Голос Божары гулко отдавался в ушах Дарованы; порой ей казалось, что это говорит тьма подземного святилища, порой – что это голос самой священной чаши. И она, вслед за травницами и чародейками стремясь к образу Макоши, все силы души отдавая на это, больше всего на свете хотела бы уметь так, как умеет Божара, – указывать людям путь к божеству и протаптывать дорогу.
Слова Божары гулко отдавались в голове Дарованы, и каждое слово было – творенье: она видела густые дремучие боры, где рыжие стволы могучих сосен возносятся головами к небесам, видела сыроватые сумрачные ельники, где темно-зеленые лапы касаются ковра старой рыжей хвои, перемешанной с серыми, сгнившими осиновыми листьями, и мелкая травка пробивается сквозь островки мягкого мха, и топорщится веселый, не унывающий даже в вечном сумраке черничник… Так видит лес Мать Всего Сущего, творя его своим вещим словом.
Божара опустила глаза к чаше, и под ее взглядом вода начала кипеть. Макошь услышала ее. Волхва медленно опустила руку в воду и подняла что-то со дна. Не дыша, полные священного трепета женщины видели в ее руке мокрый гребень с острыми частыми зубьями, попеременно железными, медными и серебряными. Спинка гребня была деревянной, на ее концах виднелись две медвежьи головы.

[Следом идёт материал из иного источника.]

/// A kind of record that can be parsed out of a query response.
pub trait EntityRecord: Sized + Send + Sync {
    const KIND: EntityKind;

    fn from_json(raw: Value) -> Result<Self, MirrorError>;

    fn header(&self) -> &EntityHeader;

    fn into_entity(self) -> Entity;

    fn perm_id(&self) -> &PermId {
        self.header().perm_id()
    }

    fn code(&self) -> &str {
        self.header().code()
    }

    fn modified_at(&self) -> DateTime<Utc> {
        self.header().modified_at()
    }

    fn comment(&self) -> &str {
        self.header().comment()
    }
}

#[derive(Debug, Clone, Serialize)]
pub struct Sample {
    #[serde(flatten)]
    header: EntityHeader,
    sample_type: TypeInfo,
    experiment: Option<PermId>,
    datasets: BTreeSet<PermId>,
}

impl Sample {
    pub fn sample_type(&self) -> &TypeInfo {
        &self.sample_type
    }

    pub fn experiment_ref(&self) -> Option<&PermId> {
        self.experiment.as_ref()
    }

    pub fn dataset_refs(&self) -> &BTreeSet<PermId> {
        &self.datasets
    }

    pub fn experiment<C: QueryClient>(
        &self,
        repo: &EntityRepository<C>,
        ctx: &ConnectionInfo,
    ) -> Result<Option<Experiment>, MirrorError> {
        self.experiment
            .as_ref()
            .map(|id| repo.by_id::<Experiment>(ctx, id))
            .transpose()
    }

    pub fn datasets<C: QueryClient>(
        &self,
        repo: &EntityRepository<C>,
        ctx: &ConnectionInfo,
    ) -> Result<Vec<Dataset>, MirrorError> {
        repo.by_ids(ctx, &self.datasets)
    }
}

impl EntityRecord for Sample {
    const KIND: EntityKind = EntityKind::Sample;

    fn from_json(raw: Value) -> Result<Self, MirrorError> {
        let record: RawSample = parse_record(Self::KIND, &raw)?;
        Ok(Self {
            header: record.header.into_header(raw)?,
            sample_type: record.sample_type,
            experiment: record.experiment,
            datasets: record.datasets.into_iter().collect(),
        })
    }

    fn header(&self) -> &EntityHeader {
        &self.header
    }

    fn into_entity(self) -> Entity {
        Entity::Sample(self)
    }
}

#[derive(Debug, Clone, Serialize)]
pub struct Dataset {
    #[serde(flatten)]
    header: EntityHeader,
    dataset_type: TypeInfo,
    experiment: Option<PermId>,
    samples: BTreeSet<PermId>,
}

impl Dataset {
    pub fn dataset_type(&self) -> &TypeInfo {
        &self.dataset_type
    }

    pub fn experiment_ref(&self) -> Option<&PermId> {
        self.experiment.as_ref()
    }

    pub fn sample_refs(&self) -> &BTreeSet<PermId> {
        &self.samples
    }

    pub fn experiment<C: QueryClient>(
        &self,
        repo: &EntityRepository<C>,
        ctx: &ConnectionInfo,
    ) -> Result<Option<Experiment>, MirrorError> {
        self.experiment
            .as_ref()
            .map(|id| repo.by_id::<Experiment>(ctx, id))
            .transpose()
    }

    pub fn samples<C: QueryClient>(
        &self,
        repo: &EntityRepository<C>,
        ctx: &ConnectionInfo,
    ) -> Result<Vec<Sample>, MirrorError> {
        repo.by_ids(ctx, &self.samples)
    }

    /// File listing from the datastore server.
    pub fn files<C: QueryClient>(
        &self,
        repo: &EntityRepository<C>,
        ctx: &ConnectionInfo,
    ) -> Result<Vec<DatasetFile>, MirrorError> {
        repo.files(ctx, self.perm_id())
    }
}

Вода в чаше успокоилась. Дарована широко открытыми глазами смотрела на гребень, словно он приковал ее. И снова с необычайной остротой она ощущала восторг, преклонение перед силой волхвы, умеющей взять чудо из рук самой богини, и несбыточное желание – когда-нибудь научиться этому самой.

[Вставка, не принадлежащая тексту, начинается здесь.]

#![allow(dead_code)]

use std::collections::{BTreeSet, HashMap};
use std::path::Path;
use std::sync::Mutex;

use camino::Utf8Path;
use serde_json::{Value, json};

use openbis_mirror::connection::ConnectionInfo;
use openbis_mirror::domain::EntityKind;
use openbis_mirror::error::MirrorError;
use openbis_mirror::openbis::{DownloadRequest, QueryClient, QueryRequest, QueryType, Server};

const KINDS: [EntityKind; 4] = [
    EntityKind::Sample,
    EntityKind::DataSet,
    EntityKind::Experiment,
    EntityKind::DataSetFile,
];

/// Canned openBIS server: answers queries from in-memory records and counts
/// every request it sees.
#[derive(Default)]
pub struct MockOpenbis {
    records: Mutex<HashMap<EntityKind, Vec<Value>>>,
    overrides: Mutex<HashMap<EntityKind, Value>>,
    calls: Mutex<Vec<(Server, QueryRequest)>>,
    downloads: Mutex<Vec<DownloadRequest>>,
}

impl MockOpenbis {
    pub fn with(records: Vec<(EntityKind, Value)>) -> Self {
        let mock = Self::default();
        for (kind, record) in records {
            mock.put(kind, record);
        }
        mock
    }

    /// Adds a record, replacing one with the same permId.
    pub fn put(&self, kind: EntityKind, record: Value) {
        let mut guard = self.records.lock().unwrap();
        let list = guard.entry(kind).or_default();
        let id = record_id(kind, &record);
        list.retain(|existing| record_id(kind, existing) != id);
        list.push(record);
    }

    /// Answers every query for `kind` with `payload` verbatim.
    pub fn respond_raw(&self, kind: EntityKind, payload: Value) {
        self.overrides.lock().unwrap().insert(kind, payload);
    }

    pub fn clear_raw(&self, kind: EntityKind) {
        self.overrides.lock().unwrap().remove(&kind);
    }

    pub fn calls(&self) -> usize {
        self.calls.lock().unwrap().len()
    }

    pub fn requests(&self) -> Vec<(Server, QueryRequest)> {
        self.calls.lock().unwrap().clone()
    }

    pub fn downloads(&self) -> Vec<DownloadRequest> {
        self.downloads.lock().unwrap().clone()
    }
}

impl QueryClient for MockOpenbis {
    fn query(
        &self,
        _ctx: &ConnectionInfo,
        server: Server,
        request: &QueryRequest,
    ) -> Result<Value, MirrorError> {
        self.calls.lock().unwrap().push((server, request.clone()));
        let kind = KINDS
            .into_iter()
            .find(|kind| kind.type_name() == request.entity_type)
            .ok_or_else(|| MirrorError::QueryStatus {
                status: 400,
                message: format!("unknown entity type {}", request.entity_type),
            })?;
        if let Some(payload) = self.overrides.lock().unwrap().get(&kind) {
            return Ok(payload.clone());
        }

        let wanted: BTreeSet<&str> = request.attribute_value.split(',').collect();
        let records = self.records.lock().unwrap();
        let matching: Vec<Value> = records
            .get(&kind)
            .into_iter()
            .flatten()
            .filter(|record| {
                request.query_type == QueryType::All
                    || wanted.contains(match_field(kind, record).as_str())
            })
            .cloned()
            .collect();
        Ok(json!({ kind.json_key(): matching }))
    }

    fn download(
        &self,
        _ctx: &ConnectionInfo,
        request: &DownloadRequest,
        destination: &Path,
    ) -> Result<u64, MirrorError> {
        self.downloads.lock().unwrap().push(request.clone());
        let content = format!("{}:{}", request.perm_id, request.source);
        std::fs::write(destination, &content)
            .map_err(|err| MirrorError::Filesystem(err.to_string()))?;
        Ok(content.len() as u64)
    }
}

fn record_id(kind: EntityKind, record: &Value) -> String {
    match kind {
        EntityKind::DataSetFile => record["filePermId"].as_str().unwrap_or_default().to_string(),
        _ => record["permId"].as_str().unwrap_or_default().to_string(),
    }
}

fn match_field(kind: EntityKind, record: &Value) -> String {
    match kind {
        EntityKind::DataSetFile => record["dataSetPermId"].as_str().unwrap_or_default().to_string(),
        _ => record["permId"].as_str().unwrap_or_default().to_string(),
    }
}

pub fn ctx() -> ConnectionInfo {
    ConnectionInfo::new("alice", "secret", "https://openbis.example.org/openbis").unwrap()
}

pub fn sample(perm_id: &str, modified: i64, datasets: &[&str], comment: &str) -> Value {
    json!({
        "permId": perm_id,
        "code": format!("CODE-{perm_id}"),
        "properties": {"COMMENT": comment},
        "registrationDate": 0,
        "modificationDate": modified,
        "sampleType": {"code": "YEAST", "description": "Yeast strain"},
        "experiment": "E1",
        "datasets": datasets,
    })
}

pub fn dataset(perm_id: &str, modified: i64, samples: &[&str]) -> Value {
    json!({
        "permId": perm_id,
        "code": format!("CODE-{perm_id}"),
        "properties": {},
        "registrationDate": 0,
        "modificationDate": modified,
        "dataSetType": {"code": "RAW_DATA"},
        "experiment": "E1",
        "samples": samples,
    })
}

pub fn experiment(perm_id: &str, modified: i64, samples: &[&str], datasets: &[&str]) -> Value {
    json!({
        "permId": perm_id,
        "code": format!("CODE-{perm_id}"),
        "registrationDate": 0,
        "modificationDate": modified,
        "experimentType": {"code": "GROWTH"},
        "samples": samples,
        "datasets": datasets,
    })
}

pub fn file(dataset: &str, path: &str, is_directory: bool) -> Value {
    json!({
        "filePermId": format!("{dataset}::{path}"),
        "path": path,
        "isDirectory": is_directory,
        "fileLength": 128,
        "dataSetPermId": dataset,
    })
}

pub fn utf8(path: &Path) -> &Utf8Path {
    Utf8Path::from_path(path).unwrap()
}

На ранней заре, когда лишь проблески розового света в небе говорили о близости нового дня, Росава разбудила Даровану. Восемь чародеек с девятой Божарой – как Макошь с восемью дочерями, Небесными Пряхами, – вышли из ворот святилища и поднялись на холм. Внизу лежала широкая долина, занятая лугами, где летом паслось стадо Великой Матери, кое-где темнели легкие земляничные рощицы. Здесь уже не осталось снега, долина дышала оттаявшей темной землей. От первых проблесков весеннего тепла и до последних вздохов осени Макошина долина радовала человеческий глаз густотою трав, свежестью и обилием листвы, пестротой цветов, сладостью ягод; из каждого корня здесь вырастало вдвое больше стеблей, на каждом стебле распускалось вдвое больше цветов. Благословение богини освящало эти места, и страшно было подумать, что станет, если Чаша Судеб, а с ней и благословение Великой Матери, покинет этот край.

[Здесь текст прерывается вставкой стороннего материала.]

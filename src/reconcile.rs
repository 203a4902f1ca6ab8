//! Bulk import of datasets and samples into a container, and the link step
//! that attaches each sample mirror to the imported files of its datasets.

use std::collections::{BTreeMap, BTreeSet};

use chrono::Utc;
use serde::Serialize;

use crate::connection::ConnectionInfo;
use crate::domain::{ContainerId, EntityKind, LocalId, PermId};
use crate::entity::{Dataset, Sample};
use crate::error::MirrorError;
use crate::mirror::{DataFileMirror, MirrorStore, SampleMirror};
use crate::openbis::QueryClient;
use crate::repository::EntityRepository;

/// One batch entity that was left out of an import.
#[derive(Debug, Clone, PartialEq, Eq, Serialize)]
pub struct ReconciliationSkip {
    pub kind: EntityKind,
    pub perm_id: String,
    pub reason: String,
}

impl ReconciliationSkip {
    fn new(kind: EntityKind, perm_id: &PermId, err: &MirrorError) -> Self {
        tracing::warn!(kind = %kind, perm_id = %perm_id, error = %err, "skipping batch entity");
        Self {
            kind,
            perm_id: perm_id.to_string(),
            reason: err.to_string(),
        }
    }
}

#[derive(Debug, Clone, Default)]
pub struct Reconciliation {
    pub files: Vec<DataFileMirror>,
    pub mirrors: Vec<SampleMirror>,
    pub skipped: Vec<ReconciliationSkip>,
}

impl Reconciliation {
    pub fn link_count(&self) -> usize {
        self.mirrors.iter().map(|mirror| mirror.data_files.len()).sum()
    }
}

#[derive(Debug, Clone, Default)]
pub struct ImportRequest {
    pub datasets: Vec<PermId>,
    pub samples: Vec<PermId>,
}

#[derive(Debug, Clone, Serialize)]
pub struct ImportReport {
    pub container: ContainerId,
    pub files: Vec<DataFileMirror>,
    pub mirrors: Vec<SampleMirror>,
    pub links: usize,
    pub skipped: Vec<ReconciliationSkip>,
}

pub struct ImportReconciler<'a, C: QueryClient, S: MirrorStore> {
    repo: &'a EntityRepository<C>,
    store: &'a S,
}

impl<'a, C: QueryClient, S: MirrorStore> ImportReconciler<'a, C, S> {
    pub fn new(repo: &'a EntityRepository<C>, store: &'a S) -> Self {
        Self { repo, store }
    }

    /// Sets each mirror's links to exactly the files whose dataset the
    /// sample references. Mirrors whose sample cannot be fetched are
    /// dropped and reported as skipped; files pass through unchanged.
    pub fn link(
        &self,
        ctx: &ConnectionInfo,
        files: Vec<DataFileMirror>,
        mirrors: Vec<SampleMirror>,
    ) -> Reconciliation {
        let mut by_dataset: BTreeMap<&PermId, BTreeSet<LocalId>> = BTreeMap::new();
        for file in &files {
            by_dataset
                .entry(&file.perm_id)
                .or_default()
                .insert(file.local_id);
        }

        let mut linked = Vec::with_capacity(mirrors.len());
        let mut skipped = Vec::new();
        for mut mirror in mirrors {
            match self.repo.by_id::<Sample>(ctx, &mirror.perm_id) {
                Ok(sample) => {
                    mirror.data_files = sample
                        .dataset_refs()
                        .iter()
                        .filter_map(|dataset| by_dataset.get(dataset))
                        .flatten()
                        .copied()
                        .collect();
                    linked.push(mirror);
                }
                Err(err) => {
                    skipped.push(ReconciliationSkip::new(
                        EntityKind::Sample,
                        &mirror.perm_id,
                        &err,
                    ));
                }
            }
        }

        Reconciliation {
            files,
            mirrors: linked,
            skipped,
        }
    }

    /// Imports datasets as data files and samples as mirrors, links them,
    /// and commits the whole batch in one store write.
    ///
    /// A dataset or sample that fails to fetch or insert is skipped; the
    /// rest of the batch proceeds. Only a failing load or save of the
    /// catalog fails the call, in which case nothing is stored.
    pub fn import(
        &self,
        ctx: &ConnectionInfo,
        container: &ContainerId,
        request: &ImportRequest,
    ) -> Result<ImportReport, MirrorError> {
        let mut catalog = self.store.load()?;
        let now = Utc::now();
        let mut skipped = Vec::new();

        let mut files = Vec::new();
        for perm_id in unique(&request.datasets) {
            let staged = self
                .repo
                .by_id::<Dataset>(ctx, perm_id)
                .and_then(|dataset| catalog.insert_data_file(&dataset, container, now));
            match staged {
                Ok(file) => files.push(file),
                Err(err) => skipped.push(ReconciliationSkip::new(EntityKind::DataSet, perm_id, &err)),
            }
        }

        let mut mirrors = Vec::new();
        for perm_id in unique(&request.samples) {
            let staged = self
                .repo
                .by_id::<Sample>(ctx, perm_id)
                .and_then(|sample| catalog.insert_sample(&sample, container, now));
            match staged {
                Ok(mirror) => mirrors.push(mirror),
                Err(err) => skipped.push(ReconciliationSkip::new(EntityKind::Sample, perm_id, &err)),
            }
        }

        let staged_ids: Vec<LocalId> = mirrors.iter().map(SampleMirror::local_id).collect();
        let mut reconciliation = self.link(ctx, files, mirrors);
        let kept: BTreeSet<LocalId> = reconciliation
            .mirrors
            .iter()
            .map(SampleMirror::local_id)
            .collect();
        for id in staged_ids.into_iter().filter(|id| !kept.contains(id)) {
            catalog.remove_sample(id)?;
        }
        for mirror in &reconciliation.mirrors {
            catalog.link(mirror.local_id, &mirror.data_files)?;
        }

        self.store.save(&catalog)?;

        skipped.append(&mut reconciliation.skipped);
        let links = reconciliation.link_count();
        tracing::info!(
            container = %container,
            files = reconciliation.files.len(),
            samples = reconciliation.mirrors.len(),
            links,
            skipped = skipped.len(),
            "import committed"
        );
        Ok(ImportReport {
            container: container.clone(),
            files: reconciliation.files,
            mirrors: reconciliation.mirrors,
            links,
            skipped,
        })
    }
}

fn unique(ids: &[PermId]) -> impl Iterator<Item = &PermId> {
    let mut seen = BTreeSet::new();
    ids.iter().filter(move |id| seen.insert(*id))
}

Поклонившись на все четыре стороны, женщины встали лицом к северу – оттуда приближалась опасность. Ее еще не было видно, но Божара ощущала ее, как иные умеют чувствовать приближение грозы. Изредка бросая робкий взгляд на строгое, сосредоточенное и полное вдохновенной силы лицо старшей волхвы, Дарована видела в ней саму Макошь, чему помогал и торжественный, нарочно ради важного случая надетый священный убор – повой с двумя широкими коровьими рогами.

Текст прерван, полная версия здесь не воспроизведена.